I can totally understand that RR lol I bumped it because of 4 or 5 threads recently started on the same topic that came up this week. I originally made this thread because at that time I seen 3 threads pop up the same day about ich plus a few other instances around the same time, I don't think it's bad to start a new thread, just seems there are enough threads in the database about certain things that if some would take a minute to do a search, an answer might be faster found that way as opposed to re-asking the same questions and getting the same answers in the end that another thread (or 2) may have already provided. Personally I have had pretty good success with finding answers this way, probably cause Im Mr know it all lol just kidding  but yes there are some things that don't have much info & others that need the questions asked. Sorry if I caused any confusion.


----------



## roadrunner (Apr 25, 2010)

Diztrbd1 said:


> I can totally understand that RR lol I bumped it because of 4 or 5 threads recently started on the same topic that came up this week. I originally made this thread because at that time I seen 3 threads pop up the same day about ich plus a few other instances around the same time, I don't think it's bad to start a new thread, just seems there are enough threads in the database about certain things that if some would take a minute to do a search, an answer might be faster found that way as opposed to re-asking the same questions and getting the same answers in the end that another thread (or 2) may have already provided.

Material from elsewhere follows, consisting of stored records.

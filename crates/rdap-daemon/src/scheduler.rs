// crates/rdap-daemon/src/scheduler.rs
//
// Rebuild scheduler for the resolution daemon.
//
// Rebuilds the range index from the store at a fixed interval. A failed
// rebuild is logged and the previous snapshot keeps serving until the next
// tick.

use std::sync::Arc;
use std::time::Duration;

use tokio::time::MissedTickBehavior;

use rdap_index::IndexHandle;

/// Periodically rebuilds and republishes the range index.
pub struct RebuildScheduler {
    handle: Arc<IndexHandle>,
    interval: Duration,
    completed: u64,
    failed: u64,
}

impl RebuildScheduler {
    /// Create a scheduler rebuilding every `interval_secs` seconds.
    pub fn new(handle: Arc<IndexHandle>, interval_secs: u64) -> Self {
        Self {
            handle,
            interval: Duration::from_secs(interval_secs.max(1)),
            completed: 0,
            failed: 0,
        }
    }

    /// Run until ctrl-c. The first rebuild happens one interval after start;
    /// the daemon performs its own rebuild on startup.
    pub async fn run(&mut self) -> Result<(), Box<dyn std::error::Error>> {
        tracing::info!(
            "Rebuild scheduler started (interval={}s)",
            self.interval.as_secs()
        );

        let mut ticker = tokio::time::interval_at(
            tokio::time::Instant::now() + self.interval,
            self.interval,
        );
        ticker.set_missed_tick_behavior(MissedTickBehavior::Delay);

        loop {
            tokio::select! {
                _ = tokio::signal::ctrl_c() => {
                    tracing::info!("Rebuild scheduler received shutdown signal");
                    break;
                }
                _ = ticker.tick() => {
                    self.tick().await;
                }
            }
        }

        tracing::info!(
            "Rebuild scheduler stopped ({} completed, {} failed)",
            self.completed(),
            self.failed()
        );
        Ok(())
    }

    /// Perform one scheduled rebuild.
    pub async fn tick(&mut self) {
        match self.handle.rebuild().await {
            Ok(report) => {
                self.completed += 1;
                tracing::debug!(
                    "Scheduled rebuild done: generation {} ({} entries, coalesced={})",
                    report.generation,
                    report.entries,
                    report.coalesced
                );
            }
            Err(e) => {
                self.failed += 1;
                tracing::error!("Scheduled rebuild failed: {}", e);
            }
        }
    }

    pub fn completed(&self) -> u64 {
        self.completed
    }

    pub fn failed(&self) -> u64 {
        self.failed
    }
}

#[cfg(test)]
mod tests {
    use super::*;
    use chrono::NaiveDate;
    use rdap_core::object::RpslObject;
    use rdap_core::revision::Operation;
    use rdap_store::MemoryStore;

    fn inetnum(range: &str) -> RpslObject {
        RpslObject::from_pairs(&[("inetnum", range), ("source", "TEST")]).unwrap()
    }

    #[tokio::test]
    async fn test_tick_counts_outcomes() {
        let ts = NaiveDate::from_ymd_opt(2013, 1, 1)
            .unwrap()
            .and_hms_opt(0, 0, 0)
            .unwrap();
        let store = Arc::new(MemoryStore::new());
        store.record(Operation::Create, inetnum("192.0.2.0/24"), ts).unwrap();
        let handle = Arc::new(IndexHandle::new(store.clone()));
        let mut scheduler = RebuildScheduler::new(handle.clone(), 60);

        scheduler.tick().await;
        assert_eq!(scheduler.completed(), 1);
        assert_eq!(handle.generation(), 1);

        store.record(Operation::Create, inetnum("192.0.2.128 - 192.0.3.10"), ts).unwrap();
        scheduler.tick().await;
        assert_eq!(scheduler.failed(), 1);
        assert_eq!(handle.generation(), 1);
    }
}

Personally I have had pretty good success with finding answers this way, probably cause Im Mr know it all lol just kidding  but yes there are some things that don't have much info & others that need the questions asked. Sorry if I caused any confusion.


I know exactly why you posted this Diztrbd1. Thanks for reminder. I've seen those multiple threads in last few days too. I'm guilty of posting one of them, sorry. I also use search whenever I can, but it can be time consuming read through all those post to get an answer I'm looking for. I know that's exactly the point here, but I think we could make it even easier by posting stickies with info only.


----------